Die Teilnehmer der Studie wurden zu einer Reihe von möglichen Ereignissen - positiven wie negativen - befragt. Etwa, ob sie wissen wollten, welche Mannschaft ein Fußballspiel gewinnt, das sie später noch sehen wollten, was sie zu Weinachten geschenkt bekommen, ob es ein Leben nach dem Tod gibt oder ihre Ehe in einer Scheidung endet.

Die Ergebnisse zeigen, „dass 86 bis 90 Prozent der Menschen bevorstehende negative Ereignisse nicht wissen wollen. Zudem bevorzugen 40 bis 77 Prozent auch über bevorstehende positive Ereignisse im Ungewissen zu bleiben.“ Die Wissenschaftler nennen das „willentliche Ignoranz“ (engl. deliberate ignorance). „Das heißt, sich bewusst dafür zu entscheiden, die Antwort auf eine Frage, die einen persönlich betrifft, nicht wissen zu wollen. Lediglich 1 Prozent aller Befragten würde konsequent gerne wissen, was die Zukunft bereithält.“ Das Geschlecht ihres ungeborenen Kindes war das Einzige, das die Mehrzahl der Befragten vorab wissen wollte, nur 37 Prozent möchten sich lieber überraschen lassen.

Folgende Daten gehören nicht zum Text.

//! 表白墙：浏览、筛选、点赞、发布与管理自己的帖子

use crate::components::common::{Empty, Notice, NoticeToast, Spinner, TextField, split_list};
use crate::session::use_session;
use campus_shared::protocol::{
    DeleteLoveWallRequest, LikeLoveWallRequest, ListLoveWallRequest, LoveWallDetailRequest,
    LoveWallFilter, UpdateLoveWallRequest,
};
use campus_shared::{DEFAULT_AVATAR, LoveWall, LoveWallForm, ReviewStatus};
use leptos::prelude::*;
use leptos::task::spawn_local;

pub static GENDERS: [(i32, &str); 3] = [(0, "女"), (1, "男"), (2, "其他")];

pub fn gender_text(gender: Option<i32>) -> &'static str {
    gender
        .and_then(|g| GENDERS.iter().find(|(code, _)| *code == g))
        .map_or("未知", |(_, text)| *text)
}

/// 发布前的本地校验，与后端约束保持一致
pub fn validate_form(form: &LoveWallForm) -> Result<(), &'static str> {
    let len = |s: &str| s.chars().count();
    if !(1..=50).contains(&len(&form.nickname)) {
        return Err("昵称长度需在1-50个字符之间");
    }
    if !(10..=1000).contains(&len(&form.introduction)) {
        return Err("自我介绍需在10-1000个字符之间");
    }
    if !(1..=200).contains(&len(&form.contact)) {
        return Err("联系方式需在1-200个字符之间");
    }
    if form.age.is_some_and(|a| !(16..=60).contains(&a)) {
        return Err("年龄需在16-60之间");
    }
    if form.gender.is_some_and(|g| !(0..=2).contains(&g)) {
        return Err("性别选项无效");
    }
    Ok(())
}

#[component]
fn LoveWallCard(
    post: LoveWall,
    on_like: impl Fn(i32) + Copy + Send + Sync + 'static,
    on_delete: impl Fn(i32) + Copy + Send + Sync + 'static,
    on_edit: impl Fn(i32) + Copy + Send + Sync + 'static,
) -> impl IntoView {
    let ctx = use_session();
    let id = post.id;
    let avatar = post
        .avatar
        .as_deref()
        .filter(|a| !a.is_empty())
        .map_or_else(|| DEFAULT_AVATAR.to_string(), |a| ctx.image_url(a));
    let photos = post.photos.iter().map(|p| ctx.image_url(p)).collect::<Vec<_>>();
    let mine = post.is_mine.unwrap_or(false);
    let pending = post.status != ReviewStatus::Approved;
    let status = post.status;
    let meta = format!(
        "{} · {}",
        gender_text(post.gender),
        post.age.map_or_else(|| "年龄保密".to_string(), |a| format!("{a} 岁"))
    );
    let created = post
        .create_time
        .map(|t| t.format("%Y-%m-%d %H:%M").to_string())
        .unwrap_or_default();

    view! {
        <div class="card bg-base-100 shadow">
            <div class="card-body py-4">
                <div class="flex items-center gap-3">
                    <div class="avatar">
                        <div class="w-12 rounded-full"><img src=avatar alt="avatar" /></div>
                    </div>
                    <div class="flex-1">
                        <div class="font-bold">{post.nickname}</div>
                        <div class="text-xs opacity-60">{meta}</div>
                    </div>
                    <Show when=move || pending>
                        <span class="badge badge-warning">{status.text()}</span>
                    </Show>
                </div>
                <p class="whitespace-pre-wrap">{post.introduction}</p>
                <div class="flex flex-wrap gap-1">
                    {post.tags.into_iter().map(|t| view! { <span class="badge badge-secondary badge-outline">{t}</span> }).collect_view()}
                </div>
                <div class="flex flex-wrap gap-2">
                    {photos.into_iter().map(|src| view! { <img class="h-28 rounded" src=src /> }).collect_view()}
                </div>
                <div class="text-sm opacity-70">"联系方式：" {post.contact}</div>
                <div class="card-actions items-center justify-between">
                    <span class="text-xs opacity-50">{created}</span>
                    <div class="flex gap-2">
                        <button class="btn btn-sm btn-ghost text-error" on:click=move |_| on_like(id)>
                            {format!("♥ {}", post.like_count)}
                        </button>
                        <Show when=move || mine>
                            <button class="btn btn-sm btn-outline" on:click=move |_| on_edit(id)>"修改"</button>
                            <button class="btn btn-sm btn-outline btn-error" on:click=move |_| on_delete(id)>"删除"</button>
                        </Show>
                    </div>
                </div>
            </div>
        </div>
    }
}

/// 编辑器的输入状态，`editing` 为正在修改的帖子
#[derive(Clone, Copy)]
struct LoveWallDraft {
    editing: RwSignal<Option<i32>>,
    nickname: RwSignal<String>,
    avatar: RwSignal<String>,
    introduction: RwSignal<String>,
    contact: RwSignal<String>,
    age: RwSignal<String>,
    gender: RwSignal<String>,
    tags: RwSignal<String>,
    photos: RwSignal<String>,
}

impl LoveWallDraft {
    fn new() -> Self {
        Self {
            editing: RwSignal::new(None),
            nickname: RwSignal::new(String::new()),
            avatar: RwSignal::new(String::new()),
            introduction: RwSignal::new(String::new()),
            contact: RwSignal::new(String::new()),
            age: RwSignal::new(String::new()),
            gender: RwSignal::new(String::new()),
            tags: RwSignal::new(String::new()),
            photos: RwSignal::new(String::new()),
        }
    }

    fn fields(&self) -> [RwSignal<String>; 8] {
        [
            self.nickname,
            self.avatar,
            self.introduction,
            self.contact,
            self.age,
            self.gender,
            self.tags,
            self.photos,
        ]
    }

    fn reset(&self) {
        self.editing.set(None);
        for field in self.fields() {
            field.set(String::new());
        }
    }

    fn fill(&self, post: LoveWall) {
        let text = |v: Option<i32>| v.map(|v| v.to_string()).unwrap_or_default();
        self.editing.set(Some(post.id));
        self.nickname.set(post.nickname);
        self.avatar.set(post.avatar.unwrap_or_default());
        self.introduction.set(post.introduction);
        self.contact.set(post.contact);
        self.age.set(text(post.age));
        self.gender.set(text(post.gender));
        self.tags.set(post.tags.join(", "));
        self.photos.set(post.photos.join(", "));
    }

    fn to_form(self) -> LoveWallForm {
        LoveWallForm {
            nickname: self.nickname.get_untracked().trim().to_string(),
            avatar: self.avatar.get_untracked().trim().to_string(),
            photos: split_list(&self.photos.get_untracked()),
            introduction: self.introduction.get_untracked(),
            contact: self.contact.get_untracked().trim().to_string(),
            age: self.age.get_untracked().trim().parse().ok(),
            gender: self.gender.get_untracked().parse().ok(),
            tags: split_list(&self.tags.get_untracked()),
        }
    }
}

#[component]
fn LoveWallEditor(
    draft: LoveWallDraft,
    on_saved: impl Fn() + Copy + Send + Sync + 'static,
    notice: Notice,
) -> impl IntoView {
    let ctx = use_session();

    let on_submit = move |ev: leptos::ev::SubmitEvent| {
        ev.prevent_default();
        let form = draft.to_form();
        if let Err(msg) = validate_form(&form) {
            notice.error(msg);
            return;
        }
        let editing = draft.editing.get_untracked();
        spawn_local(async move {
            let result = match editing {
                Some(id) => ctx.call(&UpdateLoveWallRequest { id, form }).await,
                None => ctx.call(&form).await,
            };
            match result {
                Ok(()) => {
                    notice.success("已提交，等待管理员审核");
                    draft.reset();
                    on_saved();
                }
                Err(e) => notice.api_error("提交失败", &e),
            }
        });
    };

    view! {
        <div class="collapse collapse-arrow bg-base-100 shadow mb-4">
            <input type="checkbox" prop:checked=move || draft.editing.get().is_some() />
            <div class="collapse-title font-medium">
                {move || match draft.editing.get() {
                    Some(_) => "修改我的表白墙",
                    None => "发布表白墙",
                }}
            </div>
            <div class="collapse-content">
                <form on:submit=on_submit>
                    <div class="grid grid-cols-1 md:grid-cols-2 gap-x-4">
                        <TextField label="昵称" value=draft.nickname />
                        <TextField label="头像路径" value=draft.avatar />
                        <TextField label="年龄" value=draft.age kind="number" />
                        <label class="form-control">
                            <div class="label"><span class="label-text">"性别"</span></div>
                            <select
                                class="select select-bordered"
                                prop:value=draft.gender
                                on:change=move |ev| draft.gender.set(event_target_value(&ev))
                            >
                                <option value="">"不填写"</option>
                                {GENDERS.iter().map(|(code, text)| view! { <option value=code.to_string()>{*text}</option> }).collect_view()}
                            </select>
                        </label>
                        <TextField label="联系方式" value=draft.contact />
                        <TextField label="标签（逗号分隔）" value=draft.tags />
                    </div>
                    <label class="form-control">
                        <div class="label"><span class="label-text">"自我介绍"</span></div>
                        <textarea
                            class="textarea textarea-bordered h-24"
                            prop:value=draft.introduction
                            on:input=move |ev| draft.introduction.set(event_target_value(&ev))
                        ></textarea>
                    </label>
                    <TextField label="照片路径（逗号分隔）" value=draft.photos />
                    <div class="flex gap-2 mt-4">
                        <button class="btn btn-primary">"提交审核"</button>
                        <Show when=move || draft.editing.get().is_some()>
                            <button type="button" class="btn" on:click=move |_| draft.reset()>"取消修改"</button>
                        </Show>
                    </div>
                </form>
            </div>
        </div>
    }
}

#[component]
pub fn LoveWallPage() -> impl IntoView {
    let ctx = use_session();
    let notice = Notice::new();
    let draft = LoveWallDraft::new();

    let (posts, set_posts) = signal(Vec::<LoveWall>::new());
    let (filter, set_filter) = signal(LoveWallFilter::All);
    let (loading, set_loading) = signal(false);
    let min_age = RwSignal::new("18".to_string());
    let max_age = RwSignal::new("25".to_string());

    let load = move |next: LoveWallFilter| {
        set_filter.set(next);
        set_loading.set(true);
        spawn_local(async move {
            match ctx.call(&ListLoveWallRequest { filter: next }).await {
                Ok(list) => set_posts.set(list),
                Err(e) => notice.api_error("加载表白墙失败", &e),
            }
            set_loading.set(false);
        });
    };
    let reload = move || load(filter.get_untracked());

    let on_like = move |id: i32| {
        spawn_local(async move {
            match ctx.call(&LikeLoveWallRequest { id }).await {
                Ok(()) => set_posts.update(|list| {
                    if let Some(post) = list.iter_mut().find(|p| p.id == id) {
                        post.like_count += 1;
                    }
                }),
                Err(e) => notice.api_error("点赞失败", &e),
            }
        });
    };

    let on_delete = move |id: i32| {
        spawn_local(async move {
            match ctx.call(&DeleteLoveWallRequest { id }).await {
                Ok(()) => {
                    notice.success("已删除");
                    set_posts.update(|list| list.retain(|p| p.id != id));
                }
                Err(e) => notice.api_error("删除失败", &e),
            }
        });
    };

    // 以服务端最新内容为准
    let on_edit = move |id: i32| {
        spawn_local(async move {
            match ctx.call(&LoveWallDetailRequest { id }).await {
                Ok(post) => draft.fill(post),
                Err(e) => notice.api_error("加载帖子失败", &e),
            }
        });
    };

    let filter_by_age = move |_| {
        match (min_age.get().parse::<i32>(), max_age.get().parse::<i32>()) {
            (Ok(min), Ok(max)) if min <= max => load(LoveWallFilter::AgeRange { min, max }),
            _ => notice.error("请输入有效的年龄范围"),
        }
    };

    let tab = move |label: &'static str, target: LoveWallFilter| {
        view! {
            <a
                role="tab"
                class=move || if filter.get() == target { "tab tab-active" } else { "tab" }
                on:click=move |_| load(target)
            >
                {label}
            </a>
        }
    };

    load(LoveWallFilter::All);

    view! {
        <NoticeToast notice=notice />
        <LoveWallEditor draft=draft on_saved=reload notice=notice />
        <div class="flex flex-wrap items-center gap-2 mb-4">
            <div role="tablist" class="tabs tabs-boxed bg-base-100">
                {tab("全部", LoveWallFilter::All)}
                {GENDERS.iter().map(|(code, text)| tab(*text, LoveWallFilter::Gender(*code))).collect_view()}
                {tab("我的发布", LoveWallFilter::Mine)}
            </div>
            <div class="join">
                <input
                    type="number"
                    class="input input-bordered input-sm join-item w-20"
                    prop:value=min_age
                    on:input=move |ev| min_age.set(event_target_value(&ev))
                />
                <input
                    type="number"
                    class="input input-bordered input-sm join-item w-20"
                    prop:value=max_age
                    on:input=move |ev| max_age.set(event_target_value(&ev))
                />
                <button class="btn btn-sm join-item" on:click=filter_by_age>"按年龄筛选"</button>
            </div>
        </div>

        <Show when=move || loading.get()>
            <Spinner />
        </Show>
        <Show when=move || !loading.get() && posts.with(Vec::is_empty)>
            <Empty text="这里还空空如也" />
        </Show>
        <div class="grid grid-cols-1 md:grid-cols-2 gap-4">
            <For
                each=move || posts.get()
                key=|p| (p.id, p.like_count)
                children=move |post| view! { <LoveWallCard post=post on_like=on_like on_delete=on_delete on_edit=on_edit /> }
            />
        </div>
    }
}

#[cfg(test)]
mod tests {
    use super::*;

    fn form() -> LoveWallForm {
        LoveWallForm {
            nickname: "小红".into(),
            avatar: "/avatar/a.png".into(),
            photos: Vec::new(),
            introduction: "喜欢读书和跑步，周末常去图书馆".into(),
            contact: "wx: abc".into(),
            age: Some(20),
            gender: Some(0),
            tags: vec!["读书".into()],
        }
    }

    #[test]
    fn test_validate_form() {
        assert!(validate_form(&form()).is_ok());

        let mut short = form();
        short.introduction = "太短".into();
        assert!(validate_form(&short).is_err());

        let mut young = form();
        young.age = Some(15);
        assert!(validate_form(&young).is_err());

        let mut unknown = form();
        unknown.gender = Some(3);
        assert!(validate_form(&unknown).is_err());

        let mut anonymous = form();
        anonymous.age = None;
        anonymous.gender = None;
        assert!(validate_form(&anonymous).is_ok());
    }

    #[test]
    fn test_gender_text() {
        assert_eq!(gender_text(Some(1)), "男");
        assert_eq!(gender_text(Some(9)), "未知");
        assert_eq!(gender_text(None), "未知");
    }
}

Hinzu stellten die Forscher fest, „dass Menschen, die ihre Zukunft nicht kennen möchten, risikoscheuer sind und häufiger Lebens- und Rechtsschutzversicherungen kaufen als diejenigen, die gerne einen Blick in die Zukunft werfen würden.“

Für die Wissenschaftler legt das die Schlussfolgerung nahe, „dass Menschen, die Wissen über die Zukunft willentlich ignorieren, erwarten, unangenehme Nachrichten zu erhalten“, so Gigerenzer. „Auch der Zeitpunkt, an dem ein Ereignis in der Zukunft eintreten könnte, spielt eine Rolle: Je näher das mögliche Eintreten in der Zukunft liegt, desto weniger wollen Menschen etwas darüber wissen. So wollten zum Beispiel ältere im Vergleich zu jüngeren Erwachsenen seltener wissen, wann und woran ihr Partner sterben wird.“

Obwohl die in Deutschland und Spanien lebenden Menschen sich in Alter, Bildung und anderen wichtigen Aspekten unterschieden, sei das Muster der willentlichen Ignoranz in beiden Ländern gleichermaßen verbreitet.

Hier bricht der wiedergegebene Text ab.